Italiani, se la vita è sempre più altrove

I saggi sul Paese che si spopola

«Bisogna guardare agli italiani in modo nuovo, non statico e non fermi a vecchie rappresentazioni», raccomanda Andrea Riccardi. Magari cominciando proprio dall'incontro avuto a Londra con il ragazzo pugliese impiegato come cameriere in un ristorante che si lamentava delle dure condizioni di lavoro e dell'alto costo della vita. «Ma perché non sei rimasto a casa? Un posto così lo avresti trovato...». La risposta: «Qui però c'è la vita!».
Poi proseguendo con la lettura dello studio assai istruttivo di Roberto Volpi, "Gli ultimi italiani. Come si estingue un popolo" (pubblicato da Solferino, pagg. 272, euro 16,50) per constatare che il ritmo di perdita della popolazione ormai innescato ridurrà nell'arco di un secolo e mezzo a zero gli abitanti del Paese. Quindi arrivando ai saggi che compongono "L'Italia e i figli del vento" di Delfina Licata (Donzelli, pagg. 136, euro 16) e coglierne il punto centrale, sottolineato proprio da Riccardi nella prefazione: «L'Italia è un Paese che si muove: si muovono gli immigrati, non solo venendo in Italia, ma anche lasciandola; si muovono gli italiani, che vanno fuori dal Paese. La mobilità è un'opzione che tocca da vicino molte esistenze dei nostri concittadini. Siamo un Paese anziano, ma non fermo».

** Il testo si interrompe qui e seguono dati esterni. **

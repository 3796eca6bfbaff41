//! Median-cut initial palette construction (C4): recursive variance
//! splitting of a histogram into boxes, one palette entry per box.

use crate::hist::HistogramInternal;
use crate::pal::{f_pixel, PalF, PalLen, PalPop};
use crate::OrdFloat;

struct Box {
    /// Indices into the histogram's item slice owned by this box.
    start: usize,
    len: usize,
    variance: f64,
    total_weight: f64,
}

/// Build a palette of at most `max_colors` entries from `hist`, splitting
/// the highest-variance box until either the color budget is used up or no
/// box's weighted variance exceeds `max_mse_per_color` (an acceptance
/// threshold scaled from `target_mse`).
pub(crate) fn mediancut(hist: &mut HistogramInternal, max_colors: PalLen, target_mse: f64, max_mse_per_color: f64) -> PalF {
    let n = hist.items.len();
    let mut order: Vec<usize> = (0..n).collect();

    let mut boxes = vec![measure_box(hist, &order, 0, n)];

    while (boxes.len() as PalLen) < max_colors {
        let total_weight: f64 = boxes.iter().map(|b| b.total_weight).sum();
        let total_variance: f64 = boxes.iter().map(|b| b.variance).sum();
        if total_weight > 0. && target_mse > 0. && total_variance / total_weight <= target_mse {
            break;
        }

        let Some((idx, _)) = boxes
            .iter()
            .enumerate()
            .filter(|(_, b)| b.variance > max_mse_per_color)
            .max_by_key(|(_, b)| OrdFloat::unchecked_new(b.variance))
        else {
            break;
        };

        let b = &boxes[idx];
        let (start, len) = (b.start, b.len);
        if len < 2 {
            break;
        }
        let split_at = split_box(hist, &mut order, start, len);
        if split_at == 0 || split_at == len {
            break;
        }

        let left = measure_box(hist, &order, start, split_at);
        let right = measure_box(hist, &order, start + split_at, len - split_at);
        boxes[idx] = left;
        boxes.push(right);
    }

    let mut pal = PalF::new();
    for b in &boxes {
        let (color, weight) = centroid(hist, &order, b.start, b.len);
        pal.push(color, PalPop::new(weight as f32));
    }
    pal
}

fn measure_box(hist: &HistogramInternal, order: &[usize], start: usize, len: usize) -> Box {
    let (mean, total_weight) = centroid(hist, order, start, len);
    let mut variance = 0.;
    for &i in &order[start..start + len] {
        let item = &hist.items[i];
        let d = item.color.diff(&mean) as f64;
        variance += d * item.adjusted_weight as f64;
    }
    Box { start, len, variance, total_weight }
}

fn centroid(hist: &HistogramInternal, order: &[usize], start: usize, len: usize) -> (f_pixel, f64) {
    let mut sum = (0f64, 0f64, 0f64, 0f64);
    let mut total_weight = 0f64;
    for &i in &order[start..start + len] {
        let item = &hist.items[i];
        let w = item.adjusted_weight as f64;
        sum.0 += item.color.0.r as f64 * w;
        sum.1 += item.color.0.g as f64 * w;
        sum.2 += item.color.0.b as f64 * w;
        sum.3 += item.color.0.a as f64 * w;
        total_weight += w;
    }
    if total_weight <= 0. {
        return (f_pixel::default(), 0.);
    }
    let color = f_pixel(crate::pal::ARGBF {
        r: (sum.0 / total_weight) as f32,
        g: (sum.1 / total_weight) as f32,
        b: (sum.2 / total_weight) as f32,
        a: (sum.3 / total_weight) as f32,
    });
    (color, total_weight)
}

/// Partition `order[start..start+len]` in place around the weighted median
/// of the channel with the largest spread (ties broken R,G,B,A), returning
/// the split point.
fn split_box(hist: &mut HistogramInternal, order: &mut [usize], start: usize, len: usize) -> usize {
    let slice = &mut order[start..start + len];

    let mut lo = [f32::MAX; 4];
    let mut hi = [f32::MIN; 4];
    for &i in slice.iter() {
        let c = hist.items[i].color.0;
        let v = [c.r, c.g, c.b, c.a];
        for ch in 0..4 {
            lo[ch] = lo[ch].min(v[ch]);
            hi[ch] = hi[ch].max(v[ch]);
        }
    }
    let spread: [f32; 4] = std::array::from_fn(|ch| hi[ch] - lo[ch]);
    // `Iterator::max_by` keeps the *last* maximal element on ties; iterate
    // channels in reverse (A,B,G,R) so an exact tie resolves to the
    // lowest-indexed channel, i.e. R wins over G/B/A per spec order.
    let channel = (0..4).rev().max_by(|&a, &b| spread[a].partial_cmp(&spread[b]).unwrap()).unwrap();

    slice.sort_by(|&a, &b| {
        let va = channel_value(&hist.items[a].color, channel);
        let vb = channel_value(&hist.items[b].color, channel);
        va.partial_cmp(&vb).unwrap()
    });

    let total_weight: f64 = slice.iter().map(|&i| hist.items[i].adjusted_weight as f64).sum();
    let half = total_weight / 2.;
    let mut acc = 0.;
    for (pos, &i) in slice.iter().enumerate() {
        acc += hist.items[i].adjusted_weight as f64;
        if acc >= half {
            return pos + 1;
        }
    }
    len
}

#[inline]
fn channel_value(px: &f_pixel, channel: usize) -> f32 {
    match channel {
        0 => px.0.r,
        1 => px.0.g,
        2 => px.0.b,
        _ => px.0.a,
    }
}

#[cfg(test)]
mod tests {
    use super::*;
    use crate::hist::HistItem;
    use crate::pal::ARGBF;

    fn item(r: f32, g: f32, b: f32, a: f32, w: f32) -> HistItem {
        HistItem { color: f_pixel(ARGBF { a, r, g, b }), perceptual_weight: w, adjusted_weight: w }
    }

    #[test]
    fn single_color_yields_one_box() {
        let mut hist = HistogramInternal { items: vec![item(0.5, 0.5, 0.5, 1., 10.)] };
        let pal = mediancut(&mut hist, 4, 0., 0.);
        assert_eq!(pal.len(), 1);
    }

    #[test]
    fn two_far_apart_colors_split_into_two() {
        let mut hist = HistogramInternal { items: vec![item(0., 0., 0., 1., 10.), item(1., 1., 1., 1., 10.)] };
        let pal = mediancut(&mut hist, 2, 0., 0.);
        assert_eq!(pal.len(), 2);
    }

    #[test]
    fn respects_max_colors_budget() {
        let mut hist = HistogramInternal {
            items: (0..16).map(|i| item(i as f32 / 16., 0., 0., 1., 1.)).collect(),
        };
        let pal = mediancut(&mut hist, 4, 0., 0.);
        assert!(pal.len() <= 4);
    }

    #[test]
    fn exact_channel_tie_splits_on_red_first() {
        // r, g and b all span [0,1] identically; a tie must resolve to R.
        let mut hist = HistogramInternal {
            items: vec![item(0., 0., 0., 1., 1.), item(1., 1., 1., 1., 1.)],
        };
        let mut order: Vec<usize> = (0..2).collect();
        let split_at = split_box(&mut hist, &mut order, 0, 2);
        assert_eq!(split_at, 1);
        // after sorting by R ascending, the lower-R item comes first
        assert_eq!(hist.items[order[0]].color.0.r, 0.);
        assert_eq!(hist.items[order[1]].color.0.r, 1.);
    }
}
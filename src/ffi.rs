//! Internal use-after-drop guard.
//!
//! There is no C ABI in this crate (see `SPEC_FULL.md` §2): nothing here
//! is `extern "C"` or layout-stable. The tag is kept purely as a
//! `debug_assert`-friendly marker on `QuantizationResult` so a logic bug
//! that resurrects a dropped result trips an assertion instead of reading
//! stale palette data silently.

#[derive(Debug, Clone, Copy, PartialEq, Eq)]
pub(crate) enum MagicTag {
    Result,
    Freed,
}

pub(crate) const LIQ_RESULT_MAGIC: MagicTag = MagicTag::Result;
pub(crate) const LIQ_FREED_MAGIC: MagicTag = MagicTag::Freed;
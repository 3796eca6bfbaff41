//! Row-addressable output buffers: either one contiguous allocation or a
//! caller-supplied vector of row pointers, unified behind one type so the
//! remap loops don't need to know which.

use std::mem::MaybeUninit;

pub(crate) enum RowBitmapMut<'a, T> {
    Contiguous { buf: &'a mut [T], width: usize },
    Rows { rows: Vec<&'a mut [T]>, width: usize },
}

impl<'a, T> RowBitmapMut<'a, T> {
    pub fn new_contiguous(buf: &'a mut [T], width: usize) -> Self {
        Self::Contiguous { buf, width }
    }

    pub fn new_rows(rows: Vec<&'a mut [T]>, width: usize) -> Self {
        Self::Rows { rows, width }
    }

    #[must_use]
    pub fn width(&self) -> usize {
        match self {
            Self::Contiguous { width, .. } | Self::Rows { width, .. } => *width,
        }
    }

    /// Per-row mutable slices, materialized once per call. Cheap relative
    /// to the per-pixel work done while iterating them.
    pub fn rows_mut(&mut self) -> std::vec::IntoIter<&mut [T]> {
        match self {
            Self::Contiguous { buf, width } => buf.chunks_exact_mut(*width).collect::<Vec<_>>().into_iter(),
            Self::Rows { rows, width } => rows.iter_mut().map(|r| &mut r[..*width]).collect::<Vec<_>>().into_iter(),
        }
    }
}

impl<'a> RowBitmapMut<'a, MaybeUninit<u8>> {
    /// Caller guarantees every element has been written.
    pub unsafe fn assume_init(self) -> RowBitmap<'a, u8> {
        match self {
            Self::Contiguous { buf, width } => {
                let ptr = buf.as_mut_ptr().cast::<u8>();
                let len = buf.len();
                RowBitmap::Contiguous { buf: std::slice::from_raw_parts_mut(ptr, len), width }
            }
            Self::Rows { rows, width } => {
                let rows = rows
                    .into_iter()
                    .map(|r| {
                        let ptr = r.as_mut_ptr().cast::<u8>();
                        let len = r.len();
                        std::slice::from_raw_parts_mut(ptr, len)
                    })
                    .collect();
                RowBitmap::Rows { rows, width }
            }
        }
    }
}

pub(crate) enum RowBitmap<'a, T> {
    Contiguous { buf: &'a mut [T], width: usize },
    Rows { rows: Vec<&'a mut [T]>, width: usize },
}

impl<'a, T> RowBitmap<'a, T> {
    #[must_use]
    pub fn row(&self, i: usize) -> &[T] {
        match self {
            Self::Contiguous { buf, width } => &buf[i * width..i * width + width],
            Self::Rows { rows, width } => &rows[i][..*width],
        }
    }

    #[must_use]
    pub fn width(&self) -> usize {
        match self {
            Self::Contiguous { width, .. } | Self::Rows { width, .. } => *width,
        }
    }

    #[must_use]
    pub fn height(&self) -> usize {
        match self {
            Self::Contiguous { buf, width } => buf.len() / *width,
            Self::Rows { rows, .. } => rows.len(),
        }
    }
}

#[cfg(test)]
mod tests {
    use super::*;

    #[test]
    fn contiguous_rows_mut_yields_expected_chunks() {
        let mut data = vec![0u8; 12];
        let mut rb = RowBitmapMut::new_contiguous(&mut data, 4);
        assert_eq!(rb.rows_mut().count(), 3);
    }
}
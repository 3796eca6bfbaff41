//! Image object (C11) and importance maps (C2).

use crate::attr::Attributes;
use crate::error::*;
use crate::pal::{f_pixel, PalF, RGBA};
use crate::rows::DynamicRows;
use crate::seacow::RowBitmap;

/// Caller's RGBA raster plus the side maps consumed by the histogram and
/// the dithered remapper.
pub struct Image<'pixels> {
    pub(crate) px: DynamicRows<'pixels>,
    pub(crate) noise: Option<Vec<f32>>,
    pub(crate) edges: Option<Vec<f32>>,
    pub(crate) dither_map: Option<Vec<f32>>,
    pub(crate) background: Option<Box<Image<'pixels>>>,
    pub(crate) fixed_colors: crate::hist::FixedColorsSet,
}

impl<'pixels> Image<'pixels> {
    /// Build from one contiguous row-major buffer. `gamma` of `0` means
    /// "assume 1/2.2".
    pub fn new(attr: &Attributes, pixels: Vec<RGBA>, width: usize, height: usize, gamma: f64) -> Result<Self, liq_error> {
        if width == 0 || height == 0 || pixels.len() != width * height {
            return Err(LIQ_VALUE_OUT_OF_RANGE);
        }
        let _ = attr;
        Ok(Self {
            px: DynamicRows::new_contiguous(pixels, width, height, gamma),
            noise: None,
            edges: None,
            dither_map: None,
            background: None,
            fixed_colors: crate::hist::FixedColorsSet::new(),
        })
    }

    /// Build from independently-addressed rows (e.g. rows embedded in a
    /// larger, non-contiguous buffer).
    pub fn new_from_rows(attr: &Attributes, rows: Vec<&'pixels [RGBA]>, width: usize, height: usize, gamma: f64) -> Result<Self, liq_error> {
        if width == 0 || height == 0 || rows.len() != height || rows.iter().any(|r| r.len() < width) {
            return Err(LIQ_VALUE_OUT_OF_RANGE);
        }
        let _ = attr;
        Ok(Self {
            px: DynamicRows::new_rows(rows, width, height, gamma),
            noise: None,
            edges: None,
            dither_map: None,
            background: None,
            fixed_colors: crate::hist::FixedColorsSet::new(),
        })
    }

    #[inline]
    #[must_use]
    pub fn width(&self) -> usize {
        self.px.width
    }

    #[inline]
    #[must_use]
    pub fn height(&self) -> usize {
        self.px.height
    }

    /// Pin a color so the palette search always includes it (e.g. a brand
    /// color that must survive quantization untouched).
    pub fn add_fixed_color(&mut self, color: RGBA, gamma: f64) -> liq_error {
        let lut = crate::pal::gamma_lut(gamma);
        self.fixed_colors.push(f_pixel::from_rgba(&lut, color));
        LIQ_OK
    }

    /// Composite background used by the dithered remapper: near-transparent
    /// output pixels are allowed to fall back to this image's color instead
    /// of the transparent palette slot, which matters when frames are
    /// composited over a previous frame (e.g. animation).
    pub fn set_background(&mut self, background: Image<'pixels>) -> liq_error {
        if background.width() != self.width() || background.height() != self.height() {
            return LIQ_VALUE_OUT_OF_RANGE;
        }
        self.background = Some(Box::new(background));
        LIQ_OK
    }

    /// Build the noise and edge importance maps (C2). No-op (leaves both
    /// `None`) for images smaller than 4×4; callers gate on speed before
    /// calling this.
    pub(crate) fn contrast_maps(&mut self) -> Result<(), liq_error> {
        let width = self.px.width;
        let height = self.px.height;
        if width < 4 || height < 4 {
            return Ok(());
        }
        let mut scratch = crate::rows::temp_buf(width);
        let rows = self.px.rows_iter(&mut scratch)?;

        let mut row_bufs = (crate::rows::temp_buf(width), crate::rows::temp_buf(width), crate::rows::temp_buf(width));
        let mut noise = vec![0f32; width * height];
        let mut edges = vec![0f32; width * height];

        for y in 0..height {
            let prev = if y > 0 { rows.row_f(&mut row_bufs.0, y - 1) } else { rows.row_f(&mut row_bufs.0, y) }.to_vec();
            let cur = rows.row_f(&mut row_bufs.1, y).to_vec();
            let next = if y + 1 < height { rows.row_f(&mut row_bufs.2, y + 1) } else { rows.row_f(&mut row_bufs.2, y) }.to_vec();

            for x in 0..width {
                let c = cur[x];
                let l = cur[x.saturating_sub(1)];
                let r = cur[(x + 1).min(width - 1)];
                let u = prev[x];
                let d = next[x];

                let horiz = channel_max4(l, r, c);
                let vert = channel_max4(u, d, c);
                let edge = horiz.max(vert);
                let alt = horiz.min(vert) + 0.5 * (horiz - vert).abs();
                let n = (1. - edge.max(alt)).clamp(0., 1.);
                let n = n * n;
                let n = n * n;

                let px = y * width + x;
                noise[px] = n * 255.;
                edges[px] = edge.clamp(0., 1.) * 255.;
            }
        }

        dilate(&mut noise, width, height);
        dilate(&mut noise, width, height);
        blur3(&mut noise, width, height);
        dilate(&mut noise, width, height);
        erode(&mut noise, width, height);
        erode(&mut noise, width, height);
        erode(&mut noise, width, height);

        erode(&mut edges, width, height);
        dilate(&mut edges, width, height);
        for (e, n) in edges.iter_mut().zip(noise.iter()) {
            *e = e.min(*n);
        }

        self.noise = Some(noise);
        self.edges = Some(edges);
        Ok(())
    }

    /// After a plain remap pass, down-weight dithering on large flat runs
    /// that already landed on the same palette index; keep full strength
    /// wherever quantization introduced a new edge the source didn't have.
    pub(crate) fn update_dither_map(&mut self, remapped: &RowBitmap<'_, u8>, _palette: &mut PalF) {
        let width = self.px.width;
        let height = self.px.height;
        let mut map = self.edges.clone().unwrap_or_else(|| vec![255.; width * height]);
        for y in 0..height {
            let row = remapped.row(y);
            let next_row = if y + 1 < height { Some(remapped.row(y + 1)) } else { None };
            for x in 0..width {
                let here = row[x];
                let mut is_new_edge = false;
                if x + 1 < width && row[x + 1] != here {
                    is_new_edge = true;
                }
                if let Some(next_row) = next_row {
                    if next_row[x] != here {
                        is_new_edge = true;
                    }
                }
                if is_new_edge {
                    map[y * width + x] = 255.;
                }
            }
        }
        self.dither_map = Some(map);
    }
}

#[inline]
fn channel_max4(a: f_pixel, b: f_pixel, center: f_pixel) -> f32 {
    let r = (a.0.r + b.0.r - 2. * center.0.r).abs();
    let g = (a.0.g + b.0.g - 2. * center.0.g).abs();
    let bl = (a.0.b + b.0.b - 2. * center.0.b).abs();
    let al = (a.0.a + b.0.a - 2. * center.0.a).abs();
    r.max(g).max(bl).max(al)
}

fn at(map: &[f32], width: usize, height: usize, x: isize, y: isize) -> f32 {
    let x = x.clamp(0, width as isize - 1) as usize;
    let y = y.clamp(0, height as isize - 1) as usize;
    map[y * width + x]
}

fn dilate(map: &mut [f32], width: usize, height: usize) {
    let src = map.to_vec();
    for y in 0..height {
        for x in 0..width {
            let mut m = f32::MIN;
            for dy in -1..=1 {
                for dx in -1..=1 {
                    m = m.max(at(&src, width, height, x as isize + dx, y as isize + dy));
                }
            }
            map[y * width + x] = m;
        }
    }
}

fn erode(map: &mut [f32], width: usize, height: usize) {
    let src = map.to_vec();
    for y in 0..height {
        for x in 0..width {
            let mut m = f32::MAX;
            for dy in -1..=1 {
                for dx in -1..=1 {
                    m = m.min(at(&src, width, height, x as isize + dx, y as isize + dy));
                }
            }
            map[y * width + x] = m;
        }
    }
}

/// Separable 3-tap (1,2,1)/4 blur.
fn blur3(map: &mut [f32], width: usize, height: usize) {
    let src = map.to_vec();
    let mut tmp = vec![0f32; width * height];
    for y in 0..height {
        for x in 0..width {
            let l = at(&src, width, height, x as isize - 1, y as isize);
            let c = at(&src, width, height, x as isize, y as isize);
            let r = at(&src, width, height, x as isize + 1, y as isize);
            tmp[y * width + x] = (l + 2. * c + r) / 4.;
        }
    }
    for y in 0..height {
        for x in 0..width {
            let u = at(&tmp, width, height, x as isize, y as isize - 1);
            let c = at(&tmp, width, height, x as isize, y as isize);
            let d = at(&tmp, width, height, x as isize, y as isize + 1);
            map[y * width + x] = (u + 2. * c + d) / 4.;
        }
    }
}

#[cfg(test)]
mod tests {
    use super::*;
    use crate::attr::Attributes;

    #[test]
    fn flat_image_has_low_edges() {
        let attr = Attributes::new();
        let px = vec![RGBA::new(100, 100, 100, 255); 8 * 8];
        let mut img = Image::new(&attr, px, 8, 8, 0.45455).unwrap();
        img.contrast_maps().unwrap();
        let edges = img.edges.unwrap();
        assert!(edges.iter().all(|&e| e < 1.0));
    }

    #[test]
    fn checkerboard_has_high_edges() {
        let attr = Attributes::new();
        let mut px = vec![RGBA::new(0, 0, 0, 255); 8 * 8];
        for y in 0..8 {
            for x in 0..8 {
                if (x + y) % 2 == 0 {
                    px[y * 8 + x] = RGBA::new(255, 255, 255, 255);
                }
            }
        }
        let mut img = Image::new(&attr, px, 8, 8, 0.45455).unwrap();
        img.contrast_maps().unwrap();
        let edges = img.edges.unwrap();
        assert!(edges.iter().any(|&e| e > 10.0));
    }

    #[test]
    fn too_small_image_skips_maps() {
        let attr = Attributes::new();
        let px = vec![RGBA::new(1, 2, 3, 255); 3 * 3];
        let mut img = Image::new(&attr, px, 3, 3, 0.45455).unwrap();
        img.contrast_maps().unwrap();
        assert!(img.edges.is_none());
    }
}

Ecco, converrà tenere a mente l'affermazione del fondatore della comunità di Sant'Egidio, storico contemporaneista e già ministro, ora che lo schema di esposizione della realtà pare ritrarsi ancora nel paradigma distorto di un Paese assediato da schiere di stranieri invasori, giunti su barconi ad assaltare i confini e minacciare così la sicurezza nazionale: per cui non resta che serrare le porte, rigettare le orde a mare, rilasciare tutti nell'indefinito e chiuderla lì. Salvo poi accorgersi che l'Italia scivola inesorabilmente nella condizione di luogo abitato da anziani, che mette al mondo sempre meno figli, il posto più longevo d'Europa e insieme quello con il record della diminuzione di natalità, da dove non soltanto i giovani vanno via a cercare nuove opportunità di vita e di lavoro ma anche coloro che sono riusciti ad approdare da terre disgraziate e infelici preferiscono ripartire, lasciando - secondo l'ultima stima della Fondazione "Giuseppe Di Vittorio" - un buco di trentamila posti in aziende, scuole e uffici nell'attesa di chi voglia occuparli.
Occorrerebbe, insomma, sgomberare il terreno da strumentalizzazioni e opportunismi per provare a capire che cosa davvero sia successo sul versante della demografia, cioè nell'ambito che registra i mutamenti quantitativi della popolazione e prova a intercettarne le traiettorie che consentono valutazioni di tipo qualitativo.
Delfina Licata, sociologa delle migrazioni presso la Fondazione "Migrantes" della Cei, scruta lo scenario da un osservatorio privilegiato: da anni cura il "Rapporto Italiani nel mondo" e ciò le consente di guadagnare una visione dinàrnica di un fenomeno che si è evoluto, facendo slittare il suo significato da quello dell'antica emigrazione alla moderna migrazione fino alla contemporanea mobilità. Il tratto d'unione resta la tensione alla ricerca di una migliore condizione di vita, fissato nella citazione da Rainer Maria Rilke che dà il titolo al suo libro, «Nessun vento è favorevole per chi non sa dove andare, ma per noi che sappiamo, anche la brezza sarà preziosa».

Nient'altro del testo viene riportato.